Public education first began in Red Lake with the formation of School District 119. In 1935, ground was broken on the construction of what is now Red Lake High School, with the doors first opening to students in 1936.

The school became well known after the 2005 shooting, receiving much attention in the media and internet. The 2016 women's basketball team was named a Dream Team of the Week by the WNBA Atlanta Dream.

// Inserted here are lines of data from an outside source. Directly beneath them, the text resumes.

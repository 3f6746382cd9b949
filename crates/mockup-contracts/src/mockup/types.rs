use serde::{Deserialize, Serialize};

#[derive(Debug, Clone, PartialEq, Eq, Serialize, Deserialize)]
pub struct NarrativeIntent {
    pub message: String,
    pub emotion: String,
    pub concept: String,
}

#[derive(Debug, Clone, PartialEq, Eq, Serialize, Deserialize)]
pub struct Persona {
    pub identity: String,
    pub vibe: String,
    pub appearance: String,
    pub ethnicity_variation: String,
}

/// The single wall that carries the wallpaper and must stay dominant in frame.
#[derive(Debug, Clone, PartialEq, Eq, Serialize, Deserialize)]
pub struct HeroWall {
    pub role: String,
    pub position: String,
    pub constraints: Vec<String>,
}

#[derive(Debug, Clone, PartialEq, Eq, Serialize, Deserialize)]
pub struct RoomSetting {
    #[serde(rename = "type")]
    pub kind: String,
    pub location_flavor: String,
    pub style: String,
    pub furniture: String,
    pub clutter_level: String,
    pub hero_wall: HeroWall,
}

#[derive(Debug, Clone, PartialEq, Eq, Serialize, Deserialize)]
pub struct WallpaperRendering {
    pub coverage: String,
    pub pattern_scale: String,
    pub alignment: String,
    pub lighting_impact: String,
}

#[derive(Debug, Clone, PartialEq, Eq, Serialize, Deserialize)]
pub struct SubjectDirection {
    pub activity: String,
    pub pose: String,
    pub outfit: String,
    pub details: String,
    pub expression: String,
}

#[derive(Debug, Clone, PartialEq, Eq, Serialize, Deserialize)]
pub struct CameraSettings {
    pub angle: String,
    pub framing: String,
    pub composition_rules: Vec<String>,
    pub focus: String,
}

#[derive(Debug, Clone, PartialEq, Eq, Serialize, Deserialize)]
pub struct LightingSettings {
    #[serde(rename = "type")]
    pub kind: String,
    pub source: String,
    pub mood: String,
    pub time_of_day_variations: Vec<String>,
}

#[derive(Debug, Clone, PartialEq, Eq, Serialize, Deserialize)]
pub struct VisualEffects {
    pub atmosphere: Vec<String>,
    pub prohibitions: Vec<String>,
}

#[derive(Debug, Clone, PartialEq, Eq, Serialize, Deserialize)]
pub struct OutputSettings {
    pub style: String,
    pub resolution: String,
    pub use_case: String,
}

/// Fully resolved scene description for one room/subject selection.
///
/// Built fresh per submission by [`super::build`] and never mutated afterwards.
#[derive(Debug, Clone, PartialEq, Eq, Serialize, Deserialize)]
pub struct MockupConfiguration {
    pub narrative_intent: NarrativeIntent,
    pub persona: Persona,
    pub room: RoomSetting,
    pub wallpaper: WallpaperRendering,
    pub subject: SubjectDirection,
    pub camera: CameraSettings,
    pub lighting: LightingSettings,
    pub fx: VisualEffects,
    pub output: OutputSettings,
}

impl MockupConfiguration {
    /// Names of any text fields or lists left empty. A built configuration
    /// always returns an empty vector.
    pub fn empty_fields(&self) -> Vec<&'static str> {
        let text_fields: [(&'static str, &str); 32] = [
            ("narrative_intent.message", &self.narrative_intent.message),
            ("narrative_intent.emotion", &self.narrative_intent.emotion),
            ("narrative_intent.concept", &self.narrative_intent.concept),
            ("persona.identity", &self.persona.identity),
            ("persona.vibe", &self.persona.vibe),
            ("persona.appearance", &self.persona.appearance),
            ("persona.ethnicity_variation", &self.persona.ethnicity_variation),
            ("room.type", &self.room.kind),
            ("room.location_flavor", &self.room.location_flavor),
            ("room.style", &self.room.style),
            ("room.furniture", &self.room.furniture),
            ("room.clutter_level", &self.room.clutter_level),
            ("room.hero_wall.role", &self.room.hero_wall.role),
            ("room.hero_wall.position", &self.room.hero_wall.position),
            ("wallpaper.coverage", &self.wallpaper.coverage),
            ("wallpaper.pattern_scale", &self.wallpaper.pattern_scale),
            ("wallpaper.alignment", &self.wallpaper.alignment),
            ("wallpaper.lighting_impact", &self.wallpaper.lighting_impact),
            ("subject.activity", &self.subject.activity),
            ("subject.pose", &self.subject.pose),
            ("subject.outfit", &self.subject.outfit),
            ("subject.details", &self.subject.details),
            ("subject.expression", &self.subject.expression),
            ("camera.angle", &self.camera.angle),
            ("camera.framing", &self.camera.framing),
            ("camera.focus", &self.camera.focus),
            ("lighting.type", &self.lighting.kind),
            ("lighting.source", &self.lighting.source),
            ("lighting.mood", &self.lighting.mood),
            ("output.style", &self.output.style),
            ("output.resolution", &self.output.resolution),
            ("output.use_case", &self.output.use_case),
        ];
        let list_fields: [(&'static str, &[String]); 5] = [
            ("room.hero_wall.constraints", &self.room.hero_wall.constraints),
            ("camera.composition_rules", &self.camera.composition_rules),
            ("lighting.time_of_day_variations", &self.lighting.time_of_day_variations),
            ("fx.atmosphere", &self.fx.atmosphere),
            ("fx.prohibitions", &self.fx.prohibitions),
        ];

        let mut empty = text_fields
            .iter()
            .filter(|(_, value)| value.trim().is_empty())
            .map(|(name, _)| *name)
            .collect::<Vec<&'static str>>();
        for (name, items) in list_fields {
            if items.is_empty() || items.iter().any(|item| item.trim().is_empty()) {
                empty.push(name);
            }
        }
        empty
    }
}
use indexmap::IndexMap;

pub const DEFAULT_IMAGE_MODEL: &str = "gemini-2.5-flash-image";

#[derive(Debug, Clone, PartialEq, Eq)]
pub struct ModelSpec {
    pub name: String,
    pub provider: String,
    pub capabilities: Vec<String>,
}

impl ModelSpec {
    pub fn supports(&self, capability: &str) -> bool {
        self.capabilities.iter().any(|item| item == capability)
    }
}

/// Ordered model table; the first model supporting a capability is its default.
#[derive(Debug, Clone)]
pub struct ModelRegistry {
    models: IndexMap<String, ModelSpec>,
}

impl ModelRegistry {
    pub fn new(models: Option<IndexMap<String, ModelSpec>>) -> Self {
        Self {
            models: models.unwrap_or_else(default_models),
        }
    }

    pub fn get(&self, name: &str) -> Option<&ModelSpec> {
        self.models.get(name)
    }

    pub fn list(&self) -> impl Iterator<Item = &ModelSpec> {
        self.models.values()
    }

    pub fn by_capability(&self, capability: &str) -> Vec<ModelSpec> {
        self.models
            .values()
            .filter(|model| model.supports(capability))
            .cloned()
            .collect()
    }

    pub fn ensure(&self, name: &str, capability: &str) -> Option<ModelSpec> {
        let model = self.get(name)?;
        if model.supports(capability) {
            return Some(model.clone());
        }
        None
    }
}

fn default_models() -> IndexMap<String, ModelSpec> {
    let mut map = IndexMap::new();

    let mut insert = |name: &str, provider: &str, capabilities: &[&str]| {
        map.insert(
            name.to_string(),
            ModelSpec {
                name: name.to_string(),
                provider: provider.to_string(),
                capabilities: capabilities
                    .iter()
                    .map(|item| (*item).to_string())
                    .collect(),
            },
        );
    };

    insert(DEFAULT_IMAGE_MODEL, "gemini", &["image", "edit"]);
    insert("gemini-2.5-flash-image-preview", "gemini", &["image", "edit"]);
    insert("gemini-3-pro-image-preview", "gemini", &["image", "edit"]);

    map
}
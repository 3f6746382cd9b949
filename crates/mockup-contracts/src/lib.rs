pub mod events;
pub mod mockup;
pub mod models;
pub mod prompt;
pub mod runs;
//! Renders a [`MockupConfiguration`] into the single instruction string sent to
//! the image model.

use crate::mockup::MockupConfiguration;

const IMAGE_PATTERN_CLAUSE: &str = "The hero wall is fully covered in a beautiful wallpaper. \
The precise pattern for the wallpaper is provided in the input image. \
Apply this pattern realistically and seamlessly to the entire hero wall, \
paying close attention to correct scale, texture, and lighting.";

pub fn wallpaper_clause(description: &str, has_image: bool) -> String {
    if has_image {
        return IMAGE_PATTERN_CLAUSE.to_string();
    }
    format!(
        "The hero wall is fully covered in a beautiful wallpaper. \
         The wallpaper is described as: **\"{description}\"**. \
         The pattern scale is realistic and the colors are true-to-life."
    )
}

pub fn subject_clause(config: &MockupConfiguration) -> String {
    let persona = &config.persona;
    let subject = &config.subject;
    format!(
        "
        **Subject:**
        The scene includes: {identity}.
        Their vibe is {vibe}.
        They have {appearance} and are dressed in {outfit}.
        Their activity is natural and relaxed: {activity}.
        Their pose is {pose} and their expression is {expression}.
        The ethnicity of the person or people should be varied if generating multiple images, reflecting a diverse American background.
        ",
        identity = persona.identity,
        vibe = persona.vibe,
        appearance = persona.appearance,
        outfit = subject.outfit,
        activity = subject.activity,
        pose = subject.pose,
        expression = subject.expression,
    )
}

pub fn compile(config: &MockupConfiguration, description: &str, has_image: bool) -> String {
    let room = &config.room;
    let lighting = &config.lighting;
    let camera = &config.camera;

    let prompt = format!(
        "
        **Primary Goal:** A {output_style} of a {room_type} in a {location}, showcasing a feature wall with a new wallpaper. The mood is {emotion}.

        **Scene Description:**
        The image captures a realistic {room_type} with {room_style} decor. The main focal point is the hero wall, located {hero_wall}.
        {wallpaper}

        {subject}

        **Environment & Lighting:**
        The room is illuminated by {light_type} from a {light_source}, creating a {light_mood} atmosphere.
        The space is {clutter}, with furniture like a {furniture}.

        **Camera & Composition:**
        - **Shot Type:** {angle}.
        - **Aspect Ratio:** {framing}.
        - **Focus:** Sharp focus on both the subject(s) and the wallpaper.
        - **Rules:** The wallpaper wall must be the hero, occupying significant frame space without distortion.

        **Crucial Directives & Prohibitions:**
        - **MUST BE PHOTOREALISTIC.** Looks like a real photo from an interior design magazine.
        - **NO:** {prohibitions}.
        - Wallpaper must be perfectly aligned, straight, and artifact-free.
        - The subject(s) should not obscure more than 20-30% of the wallpaper.
        ",
        output_style = config.output.style,
        room_type = room.kind,
        location = room.location_flavor,
        emotion = config.narrative_intent.emotion,
        room_style = room.style,
        hero_wall = room.hero_wall.position,
        wallpaper = wallpaper_clause(description, has_image),
        subject = subject_clause(config),
        light_type = lighting.kind,
        light_source = lighting.source,
        light_mood = lighting.mood,
        clutter = room.clutter_level,
        furniture = room.furniture,
        angle = camera.angle,
        framing = camera.framing,
        prohibitions = config.fx.prohibitions.join(", "),
    );

    normalize_whitespace(&prompt)
}

/// Collapses every whitespace run to a single space and trims both ends.
pub fn normalize_whitespace(text: &str) -> String {
    text.split_whitespace().collect::<Vec<&str>>().join(" ")
}

/// Description the form pre-fills when a pattern file is chosen without any text.
pub fn default_description_for_file(file_name: &str) -> String {
    format!("Custom pattern from uploaded file: {file_name}")
}
mod receipt;

pub use receipt::{
    load_receipt, prompt_fingerprint, write_receipt, ReceiptArtifact, ReceiptRequest,
    RunReceipt, RECEIPT_SCHEMA_VERSION,
};
mod builder;
mod categories;
mod presets;
mod types;

pub use builder::{build, merge_persona, merge_subject, resolve_activity};
pub use categories::{RoomCategory, SubjectCategory, UnknownCategory};
pub use presets::{
    room_details, subject_details, PersonaOverrides, RoomDetails, SubjectDetails,
    SubjectOverrides,
};
pub use types::{
    CameraSettings, HeroWall, LightingSettings, MockupConfiguration, NarrativeIntent,
    OutputSettings, Persona, RoomSetting, SubjectDirection, VisualEffects, WallpaperRendering,
};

The school used to host its own radio station, KMOD (94.1 FM).

==Attendance zone==
Within Beltrami County the district serves Red Lake, Little Rock, Ponemah, and Redby. It also serves a section of Clearwater County.

==2005 shooting==

On March 21, 2005, 16-year-old Jeff Weise, a former student at the school, drove his grandfather's patrol vehicle to Red Lake High School. He first shot and killed the school security guard Derrick Brun, before proceeding through the school main hallway. He then entered a study hall classroom where he shot and killed five students and one teacher, and wounded five students. He later left the classroom and injured two students in the school main hallway. He later engaged in a brief shoot-out with police in a classroom. No officers were wounded. He then committed suicide inside the study hall classroom by a shotgun-wound to the head.

Weise had killed seven people inside the school, and had previously murdered his grandfather and his grandfather's companion at his home.

==Ojibwe culture==
Red Lake High School students can sign up for Ojibwe language classes (the language is also taught in elementary and middle schools in the district) and have a chance to learn Ojibwe traditions from community elders. A culture center, opened in 2004, is furnished in Ojibwe style. Decorations include carved animal symbols of the seven clans of the Red Lake Band (bear, turtle, bullhead, mink, eagle, pine marten and kingfisher) placed on a high shelf running around the room, and the words for the four directions carved into the walls.